Aliás, em Narita Boy, embora muitas das vezes o ataque principal seja o suficiente para passarmos algumas das secções, deu-me as ferramentas certas e o tempo certo para as aprender, o que fez com que muitas vezes desse por mim a usar o ataque certo no momento certo, algo que não é bem o meu estilo, já que habitualmente não tenho grande jeito para coisas mais complexas. O facto dos check points serem generosos e a morte em si não ter nenhuma consequência negativa deu-me, por um lado, a confiança de tentar coisas novas e me divertir com elas, por outro a possibilidade de facilmente decorar os movimentos dum boss (por exemplo) já que desde a morte até ao recomeço da luta era um instantinho.

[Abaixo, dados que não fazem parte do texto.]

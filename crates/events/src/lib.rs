//! In-process client event bus.
//!
//! Views publish what they re-fetched and any non-blocking notices; front
//! ends subscribe to redraw or to tell the user something went wrong.

pub mod bus;

pub use bus::{ClientEvent, EventBus, Notice, NoticeLevel};
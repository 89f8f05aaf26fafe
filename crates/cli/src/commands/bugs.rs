use bugboard_client::views::{BugBoard, BugReport, BugThread, ProfileView};
use bugboard_core::bug::{BugStatus, BugUpdate};
use bugboard_core::listing::BugFilter;
use bugboard_core::types::DbId;

use super::{Context, Friendly};
use crate::output;

pub async fn list(ctx: &Context, filter: &BugFilter) -> anyhow::Result<()> {
    let board = BugBoard::new(ctx.api.clone(), ctx.bus.clone());
    board.refresh().await.friendly("Failed to load bugs")?;
    let bugs = board.visible(filter);
    if ctx.json {
        return output::json(&bugs);
    }
    if bugs.is_empty() {
        if filter.is_empty() {
            println!("No bugs reported yet");
        } else {
            println!("No bugs match the filter");
        }
    }
    for bug in &bugs {
        output::print_bug_line(bug);
    }
    Ok(())
}

pub async fn show(ctx: &Context, id: DbId) -> anyhow::Result<()> {
    let thread = BugThread::open(ctx.api.clone(), ctx.bus.clone(), id)
        .await
        .friendly("Failed to load bug")?;
    let snapshot = thread
        .snapshot()
        .ok_or_else(|| anyhow::anyhow!("Bug #{id} is not available"))?;
    if ctx.json {
        return output::json(&serde_json::json!({
            "bug": snapshot.bug,
            "comments": snapshot.comments,
        }));
    }
    output::print_thread(&snapshot, thread.bug_actions());
    Ok(())
}

pub async fn profile(ctx: &Context, user_id: Option<String>) -> anyhow::Result<()> {
    let view = match user_id {
        Some(id) => ProfileView::new(ctx.api.clone(), ctx.bus.clone(), id),
        None => ProfileView::for_current_user(ctx.api.clone(), ctx.bus.clone())
            .friendly("Failed to load profile")?,
    };
    let snapshot = view.refresh().await.friendly("Failed to load profile")?;
    if ctx.json {
        return output::json(&serde_json::json!({
            "user": snapshot.user,
            "bugs": snapshot.bugs,
        }));
    }
    output::print_user(&snapshot.user);
    println!();
    for bug in &snapshot.bugs {
        output::print_bug_line(bug);
    }
    Ok(())
}

pub async fn report(
    ctx: &Context,
    title: String,
    description: String,
    image: Option<String>,
    tag_ids: Vec<DbId>,
) -> anyhow::Result<()> {
    let board = BugBoard::new(ctx.api.clone(), ctx.bus.clone());
    let report = BugReport {
        title,
        description,
        image,
        tag_ids,
    };
    let bug = board.report(report).await.friendly("Failed to report bug")?;
    if ctx.json {
        return output::json(&bug);
    }
    println!("Reported bug #{}", bug.id);
    Ok(())
}

pub async fn edit(
    ctx: &Context,
    id: DbId,
    title: Option<String>,
    description: Option<String>,
    image: Option<String>,
    status: Option<BugStatus>,
) -> anyhow::Result<()> {
    let thread = BugThread::open(ctx.api.clone(), ctx.bus.clone(), id)
        .await
        .friendly("Failed to load bug")?;
    let current = thread
        .snapshot()
        .ok_or_else(|| anyhow::anyhow!("Bug #{id} is not available"))?;

    let mut update = BugUpdate::from_bug(&current.bug);
    if let Some(title) = title {
        update.title = title;
    }
    if let Some(description) = description {
        update.description = description;
    }
    if image.is_some() {
        update.image = bugboard_core::bug::normalize_image(image);
    }
    if let Some(status) = status {
        update.status = status;
    }
    thread.edit_bug(update).await.friendly("Failed to update bug")?;

    if let Some(snapshot) = thread.snapshot() {
        println!("Updated bug #{id} ({})", snapshot.bug.status);
    }
    Ok(())
}

pub async fn delete(ctx: &Context, id: DbId) -> anyhow::Result<()> {
    let board = BugBoard::new(ctx.api.clone(), ctx.bus.clone());
    board.delete(id).await.friendly("Failed to delete bug")?;
    println!("Deleted bug #{id}");
    Ok(())
}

Também há alguns puzzles durante o jogo, alguns deles também parece que estão lá só por estar, todos têm uma resolução clara, e com o tempo fui usando o caderno de notas para ir anotando logo os símbolos que me permitiam resolvê-los, algo que simplificou todos esses momentos. A certa altura há um puzzle aleatório, completamente dependente de tentativa e erro, esse achei claramente dispensável. Andei ali uns 10 minutos a testar e falhar sem propósito nenhum.

Para além de ataques o jogo também nos vai atirando novas formas de atravessar o mundo, umas com mais sentido que outras. Se por um lado o propósito da nossa forma animal seria completamente dispensável, usarmos uma disquete como prancha de surf ou um mech mega poderoso numa secção foi interessante quer pela diversidade, quer pela sensação de poder que nos transmitiu nessa altura.

Também senti a falta duma barra de vida nos combates com bosses. Nunca percebi bem o grafismo usado no jogo a simular a vida.

TRICHROMA BEAMS – THE DIGITAL KINGDOM

Que mudança a minha perspectiva ao logo do jogo. Estive mesmo para desistir. A certo ponto pensei mesmo que o jogo não seria para mim até começar a desbloquear as memórias do criador. Momentos ternos que contavam a sua vida, os traumas, as alegrias. Durante muito tempo estes momentos completamente alheados ao jogo foram a razão pela qual me mantive, mas esse engodo foi o suficiente para ganhar tempo para que todas as mecânicas encaixassem, que não existisse tanta necessidade de nos atirarem com um bloco gigantesco de texto a cada cinco minutos, no fundo deu tempo para que o jogo aparecesse.

Narita Boy começa lento e aborrecido, mas gradualmente torna-se num dos jogos do género que merece destaque. Narita Boy não é só um retro metroidvania em pixel art. Este jogo foi bem pensado, feito com carinho, e conta uma história complexa duma forma interessante. Vale a pena olharem para ele.